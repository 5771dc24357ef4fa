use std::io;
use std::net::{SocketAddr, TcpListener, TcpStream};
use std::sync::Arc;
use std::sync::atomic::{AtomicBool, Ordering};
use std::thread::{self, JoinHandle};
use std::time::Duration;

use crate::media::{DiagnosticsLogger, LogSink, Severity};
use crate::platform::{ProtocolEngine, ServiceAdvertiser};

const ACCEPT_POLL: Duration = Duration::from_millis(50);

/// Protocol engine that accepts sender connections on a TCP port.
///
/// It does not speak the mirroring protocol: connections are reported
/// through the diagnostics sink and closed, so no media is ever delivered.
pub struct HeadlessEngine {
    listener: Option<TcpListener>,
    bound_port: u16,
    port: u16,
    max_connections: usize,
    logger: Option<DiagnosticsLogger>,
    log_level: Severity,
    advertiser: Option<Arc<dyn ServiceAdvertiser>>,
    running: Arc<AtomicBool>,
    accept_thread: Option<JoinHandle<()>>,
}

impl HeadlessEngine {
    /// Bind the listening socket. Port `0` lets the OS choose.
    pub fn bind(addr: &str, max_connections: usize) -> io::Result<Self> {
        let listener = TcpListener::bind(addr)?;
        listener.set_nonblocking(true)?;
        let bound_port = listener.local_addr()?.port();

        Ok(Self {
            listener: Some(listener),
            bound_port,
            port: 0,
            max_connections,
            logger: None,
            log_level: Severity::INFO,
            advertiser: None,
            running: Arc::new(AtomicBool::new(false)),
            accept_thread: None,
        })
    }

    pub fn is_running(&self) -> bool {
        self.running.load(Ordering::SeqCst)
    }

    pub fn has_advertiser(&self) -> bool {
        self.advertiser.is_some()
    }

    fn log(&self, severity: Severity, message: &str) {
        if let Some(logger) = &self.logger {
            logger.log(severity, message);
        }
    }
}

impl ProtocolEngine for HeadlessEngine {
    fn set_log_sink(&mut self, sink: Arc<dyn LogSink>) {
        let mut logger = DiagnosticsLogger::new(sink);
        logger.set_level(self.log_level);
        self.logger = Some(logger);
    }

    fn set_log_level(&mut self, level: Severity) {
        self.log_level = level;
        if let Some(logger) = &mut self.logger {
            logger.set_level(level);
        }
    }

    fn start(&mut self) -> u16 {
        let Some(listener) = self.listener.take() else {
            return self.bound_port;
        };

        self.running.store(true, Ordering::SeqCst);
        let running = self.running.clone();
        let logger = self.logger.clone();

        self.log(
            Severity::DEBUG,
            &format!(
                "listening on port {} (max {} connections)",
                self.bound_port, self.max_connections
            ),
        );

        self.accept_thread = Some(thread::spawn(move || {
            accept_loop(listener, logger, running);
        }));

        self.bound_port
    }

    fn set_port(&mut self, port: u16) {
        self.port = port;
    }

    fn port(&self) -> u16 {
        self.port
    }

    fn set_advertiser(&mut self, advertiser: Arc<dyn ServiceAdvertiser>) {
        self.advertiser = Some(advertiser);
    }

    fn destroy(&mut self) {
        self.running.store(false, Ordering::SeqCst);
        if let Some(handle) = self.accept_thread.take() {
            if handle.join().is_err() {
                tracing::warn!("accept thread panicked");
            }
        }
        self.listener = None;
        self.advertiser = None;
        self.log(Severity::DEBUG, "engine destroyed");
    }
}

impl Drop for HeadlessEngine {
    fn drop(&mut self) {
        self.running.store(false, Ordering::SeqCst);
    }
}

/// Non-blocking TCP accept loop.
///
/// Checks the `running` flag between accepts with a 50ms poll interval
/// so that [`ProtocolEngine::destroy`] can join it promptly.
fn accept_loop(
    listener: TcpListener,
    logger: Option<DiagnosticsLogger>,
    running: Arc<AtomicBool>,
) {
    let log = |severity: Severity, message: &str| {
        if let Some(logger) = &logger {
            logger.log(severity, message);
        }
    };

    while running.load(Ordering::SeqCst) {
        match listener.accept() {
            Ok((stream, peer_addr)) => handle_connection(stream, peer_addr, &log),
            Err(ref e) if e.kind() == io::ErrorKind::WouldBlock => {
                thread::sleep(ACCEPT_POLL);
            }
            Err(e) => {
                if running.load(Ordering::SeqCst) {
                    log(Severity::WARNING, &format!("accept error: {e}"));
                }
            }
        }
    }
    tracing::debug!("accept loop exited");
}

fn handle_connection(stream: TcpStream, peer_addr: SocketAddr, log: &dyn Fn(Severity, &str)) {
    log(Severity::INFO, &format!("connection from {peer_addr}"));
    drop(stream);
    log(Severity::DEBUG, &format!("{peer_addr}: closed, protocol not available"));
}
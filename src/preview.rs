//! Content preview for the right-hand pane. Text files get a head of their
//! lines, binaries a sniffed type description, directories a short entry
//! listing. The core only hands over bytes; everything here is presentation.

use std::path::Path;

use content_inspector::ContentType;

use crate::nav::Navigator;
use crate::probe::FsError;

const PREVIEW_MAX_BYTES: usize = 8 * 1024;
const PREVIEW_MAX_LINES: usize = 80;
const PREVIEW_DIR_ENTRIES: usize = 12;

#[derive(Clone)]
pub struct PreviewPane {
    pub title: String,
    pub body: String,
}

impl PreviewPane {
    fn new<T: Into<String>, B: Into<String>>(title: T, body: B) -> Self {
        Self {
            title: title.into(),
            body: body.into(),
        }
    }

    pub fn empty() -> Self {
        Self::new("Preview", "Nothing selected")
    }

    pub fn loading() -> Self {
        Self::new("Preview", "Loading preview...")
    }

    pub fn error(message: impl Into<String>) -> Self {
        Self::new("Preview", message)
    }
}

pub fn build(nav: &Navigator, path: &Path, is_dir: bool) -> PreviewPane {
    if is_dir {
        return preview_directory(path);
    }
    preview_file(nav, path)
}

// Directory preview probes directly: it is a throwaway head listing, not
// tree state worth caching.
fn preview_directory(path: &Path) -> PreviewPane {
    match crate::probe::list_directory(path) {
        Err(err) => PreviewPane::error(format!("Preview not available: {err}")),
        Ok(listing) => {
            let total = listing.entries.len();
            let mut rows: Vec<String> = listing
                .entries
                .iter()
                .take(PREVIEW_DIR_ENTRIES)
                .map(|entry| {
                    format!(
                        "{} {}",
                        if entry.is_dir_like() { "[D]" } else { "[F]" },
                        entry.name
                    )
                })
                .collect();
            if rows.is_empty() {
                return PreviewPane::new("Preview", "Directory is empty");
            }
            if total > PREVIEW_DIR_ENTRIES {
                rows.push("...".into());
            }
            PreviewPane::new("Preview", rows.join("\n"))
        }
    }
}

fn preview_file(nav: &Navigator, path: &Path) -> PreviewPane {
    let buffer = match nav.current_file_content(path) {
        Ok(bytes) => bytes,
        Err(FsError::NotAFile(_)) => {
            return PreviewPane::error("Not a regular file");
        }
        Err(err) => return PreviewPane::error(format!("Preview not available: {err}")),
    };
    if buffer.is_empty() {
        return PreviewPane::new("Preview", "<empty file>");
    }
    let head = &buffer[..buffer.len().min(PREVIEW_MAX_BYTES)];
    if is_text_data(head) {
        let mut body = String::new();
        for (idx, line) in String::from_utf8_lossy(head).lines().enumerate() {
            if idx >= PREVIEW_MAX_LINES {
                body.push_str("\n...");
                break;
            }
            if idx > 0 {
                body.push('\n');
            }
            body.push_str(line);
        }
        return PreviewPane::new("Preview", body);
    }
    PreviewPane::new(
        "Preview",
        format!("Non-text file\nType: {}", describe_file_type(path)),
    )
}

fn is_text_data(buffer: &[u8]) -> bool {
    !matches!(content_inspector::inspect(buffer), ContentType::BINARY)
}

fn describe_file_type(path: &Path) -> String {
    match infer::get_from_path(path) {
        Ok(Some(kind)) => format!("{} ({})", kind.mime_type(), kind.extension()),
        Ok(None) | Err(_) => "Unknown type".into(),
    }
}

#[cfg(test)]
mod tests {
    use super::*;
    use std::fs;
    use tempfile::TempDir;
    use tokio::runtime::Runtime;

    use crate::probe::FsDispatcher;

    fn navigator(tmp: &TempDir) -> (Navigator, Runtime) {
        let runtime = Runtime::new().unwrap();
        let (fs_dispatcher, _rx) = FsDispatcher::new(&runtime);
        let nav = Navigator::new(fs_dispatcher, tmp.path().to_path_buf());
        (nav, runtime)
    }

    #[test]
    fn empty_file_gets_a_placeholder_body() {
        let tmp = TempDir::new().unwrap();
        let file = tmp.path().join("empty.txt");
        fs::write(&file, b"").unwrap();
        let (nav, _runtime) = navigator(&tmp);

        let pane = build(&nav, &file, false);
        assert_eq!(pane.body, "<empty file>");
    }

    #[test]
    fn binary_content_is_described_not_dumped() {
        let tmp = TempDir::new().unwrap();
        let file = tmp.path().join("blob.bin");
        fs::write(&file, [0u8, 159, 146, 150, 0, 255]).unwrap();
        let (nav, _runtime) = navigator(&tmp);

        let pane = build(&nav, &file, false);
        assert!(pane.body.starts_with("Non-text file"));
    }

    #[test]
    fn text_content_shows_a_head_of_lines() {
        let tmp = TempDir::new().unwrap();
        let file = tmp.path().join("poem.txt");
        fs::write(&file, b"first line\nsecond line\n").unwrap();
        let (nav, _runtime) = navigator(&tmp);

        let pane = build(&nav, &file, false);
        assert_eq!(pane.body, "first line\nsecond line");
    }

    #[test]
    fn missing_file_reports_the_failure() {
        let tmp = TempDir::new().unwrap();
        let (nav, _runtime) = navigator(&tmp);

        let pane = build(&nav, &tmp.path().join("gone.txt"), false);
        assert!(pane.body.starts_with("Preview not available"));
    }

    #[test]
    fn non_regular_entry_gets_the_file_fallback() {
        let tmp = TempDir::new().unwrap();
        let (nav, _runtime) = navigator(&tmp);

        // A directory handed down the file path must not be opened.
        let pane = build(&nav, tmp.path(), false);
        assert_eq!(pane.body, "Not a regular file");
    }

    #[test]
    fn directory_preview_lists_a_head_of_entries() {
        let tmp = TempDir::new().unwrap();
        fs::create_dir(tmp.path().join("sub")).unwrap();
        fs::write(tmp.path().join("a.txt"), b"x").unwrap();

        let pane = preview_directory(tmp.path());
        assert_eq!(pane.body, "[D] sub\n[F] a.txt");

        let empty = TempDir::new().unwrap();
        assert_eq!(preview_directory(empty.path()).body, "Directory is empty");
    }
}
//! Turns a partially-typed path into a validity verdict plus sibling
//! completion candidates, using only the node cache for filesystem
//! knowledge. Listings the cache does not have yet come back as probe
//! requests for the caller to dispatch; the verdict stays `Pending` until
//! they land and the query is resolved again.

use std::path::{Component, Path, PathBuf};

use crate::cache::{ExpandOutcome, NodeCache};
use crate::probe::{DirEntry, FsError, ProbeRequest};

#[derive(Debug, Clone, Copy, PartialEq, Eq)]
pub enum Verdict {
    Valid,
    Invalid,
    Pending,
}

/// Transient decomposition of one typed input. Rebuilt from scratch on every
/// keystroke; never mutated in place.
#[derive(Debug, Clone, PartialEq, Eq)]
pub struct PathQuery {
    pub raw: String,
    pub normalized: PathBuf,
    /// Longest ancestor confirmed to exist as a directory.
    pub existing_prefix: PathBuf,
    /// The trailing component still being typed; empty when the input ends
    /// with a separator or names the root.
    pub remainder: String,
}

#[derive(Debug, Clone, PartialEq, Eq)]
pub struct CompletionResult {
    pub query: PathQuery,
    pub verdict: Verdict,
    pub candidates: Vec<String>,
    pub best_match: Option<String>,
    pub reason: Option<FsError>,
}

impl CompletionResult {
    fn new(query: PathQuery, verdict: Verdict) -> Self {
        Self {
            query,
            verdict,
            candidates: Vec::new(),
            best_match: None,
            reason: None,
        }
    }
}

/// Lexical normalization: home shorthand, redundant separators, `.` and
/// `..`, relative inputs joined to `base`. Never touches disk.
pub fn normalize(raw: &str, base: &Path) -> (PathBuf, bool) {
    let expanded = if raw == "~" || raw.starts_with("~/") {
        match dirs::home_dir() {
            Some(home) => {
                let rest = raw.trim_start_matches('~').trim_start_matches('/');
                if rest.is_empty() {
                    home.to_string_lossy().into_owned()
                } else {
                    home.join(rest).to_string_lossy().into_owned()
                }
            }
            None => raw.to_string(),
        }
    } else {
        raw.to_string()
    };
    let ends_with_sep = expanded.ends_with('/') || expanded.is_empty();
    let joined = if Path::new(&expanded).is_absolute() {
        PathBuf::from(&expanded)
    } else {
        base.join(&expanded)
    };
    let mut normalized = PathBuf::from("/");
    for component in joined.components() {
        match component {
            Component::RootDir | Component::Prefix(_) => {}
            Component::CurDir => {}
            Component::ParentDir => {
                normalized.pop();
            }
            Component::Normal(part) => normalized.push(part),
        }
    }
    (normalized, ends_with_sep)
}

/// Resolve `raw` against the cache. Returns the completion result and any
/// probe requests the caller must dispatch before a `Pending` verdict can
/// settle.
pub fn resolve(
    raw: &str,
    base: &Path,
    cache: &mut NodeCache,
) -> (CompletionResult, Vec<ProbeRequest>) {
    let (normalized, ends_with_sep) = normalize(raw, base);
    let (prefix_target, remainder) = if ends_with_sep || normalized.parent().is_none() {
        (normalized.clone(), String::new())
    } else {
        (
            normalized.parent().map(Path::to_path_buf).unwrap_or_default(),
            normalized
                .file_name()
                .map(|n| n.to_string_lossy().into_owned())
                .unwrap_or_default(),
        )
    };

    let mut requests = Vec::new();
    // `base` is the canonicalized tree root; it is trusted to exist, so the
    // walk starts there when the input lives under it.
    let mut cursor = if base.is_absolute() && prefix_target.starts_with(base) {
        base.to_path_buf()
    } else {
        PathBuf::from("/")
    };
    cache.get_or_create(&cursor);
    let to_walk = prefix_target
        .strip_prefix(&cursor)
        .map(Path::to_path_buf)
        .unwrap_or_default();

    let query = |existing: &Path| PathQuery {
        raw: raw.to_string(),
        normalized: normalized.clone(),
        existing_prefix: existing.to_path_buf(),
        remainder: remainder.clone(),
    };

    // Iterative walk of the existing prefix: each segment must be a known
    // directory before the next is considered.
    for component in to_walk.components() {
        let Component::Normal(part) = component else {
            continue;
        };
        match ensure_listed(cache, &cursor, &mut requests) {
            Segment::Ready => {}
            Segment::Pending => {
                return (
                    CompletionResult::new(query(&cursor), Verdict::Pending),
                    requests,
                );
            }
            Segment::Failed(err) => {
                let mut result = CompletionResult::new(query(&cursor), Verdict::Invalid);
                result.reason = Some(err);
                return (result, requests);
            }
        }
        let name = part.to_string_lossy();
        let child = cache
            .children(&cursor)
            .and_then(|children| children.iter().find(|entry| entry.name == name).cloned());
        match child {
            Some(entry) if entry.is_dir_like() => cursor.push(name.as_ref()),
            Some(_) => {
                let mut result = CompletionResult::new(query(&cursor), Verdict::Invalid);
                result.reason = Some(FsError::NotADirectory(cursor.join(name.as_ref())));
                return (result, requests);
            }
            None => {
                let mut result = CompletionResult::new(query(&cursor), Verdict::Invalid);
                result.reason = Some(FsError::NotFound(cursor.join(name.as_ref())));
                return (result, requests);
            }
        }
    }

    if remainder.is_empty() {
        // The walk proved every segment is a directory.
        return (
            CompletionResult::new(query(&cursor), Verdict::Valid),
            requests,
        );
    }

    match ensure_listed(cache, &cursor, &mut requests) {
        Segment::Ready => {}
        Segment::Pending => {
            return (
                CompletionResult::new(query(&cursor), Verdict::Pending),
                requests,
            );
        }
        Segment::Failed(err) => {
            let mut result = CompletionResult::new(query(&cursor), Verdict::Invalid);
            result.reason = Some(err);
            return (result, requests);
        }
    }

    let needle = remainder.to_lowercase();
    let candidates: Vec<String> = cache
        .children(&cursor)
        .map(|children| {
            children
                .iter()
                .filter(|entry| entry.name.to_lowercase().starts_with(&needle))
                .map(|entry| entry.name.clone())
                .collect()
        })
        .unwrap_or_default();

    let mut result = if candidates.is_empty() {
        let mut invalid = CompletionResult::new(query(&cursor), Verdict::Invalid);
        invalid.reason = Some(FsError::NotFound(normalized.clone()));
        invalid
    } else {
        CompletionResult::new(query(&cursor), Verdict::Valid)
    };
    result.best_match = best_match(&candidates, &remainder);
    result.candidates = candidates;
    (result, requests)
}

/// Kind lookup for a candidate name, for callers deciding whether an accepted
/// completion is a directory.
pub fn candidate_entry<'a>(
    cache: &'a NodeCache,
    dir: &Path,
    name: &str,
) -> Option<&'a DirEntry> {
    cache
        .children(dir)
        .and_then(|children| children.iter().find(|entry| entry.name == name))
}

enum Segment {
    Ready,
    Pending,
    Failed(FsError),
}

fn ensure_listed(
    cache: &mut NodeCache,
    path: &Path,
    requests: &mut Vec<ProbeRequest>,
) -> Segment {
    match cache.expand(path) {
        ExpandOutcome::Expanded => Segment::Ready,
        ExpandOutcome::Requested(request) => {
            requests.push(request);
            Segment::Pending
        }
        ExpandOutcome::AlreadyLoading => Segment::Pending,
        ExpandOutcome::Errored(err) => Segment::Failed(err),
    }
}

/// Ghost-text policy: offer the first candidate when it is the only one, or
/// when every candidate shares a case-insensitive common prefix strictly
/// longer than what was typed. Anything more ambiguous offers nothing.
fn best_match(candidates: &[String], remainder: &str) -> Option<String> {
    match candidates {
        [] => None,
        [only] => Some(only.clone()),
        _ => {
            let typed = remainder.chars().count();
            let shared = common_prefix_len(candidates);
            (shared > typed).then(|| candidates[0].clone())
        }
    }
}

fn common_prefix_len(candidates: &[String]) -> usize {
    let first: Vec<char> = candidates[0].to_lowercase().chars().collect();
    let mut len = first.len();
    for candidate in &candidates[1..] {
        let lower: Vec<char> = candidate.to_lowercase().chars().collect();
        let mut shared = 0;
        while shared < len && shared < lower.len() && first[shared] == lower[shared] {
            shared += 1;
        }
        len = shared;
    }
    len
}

§ Problem statement
The reply should consist solely of the number of lines in the records that include "SocketAddr".

§ Task response
2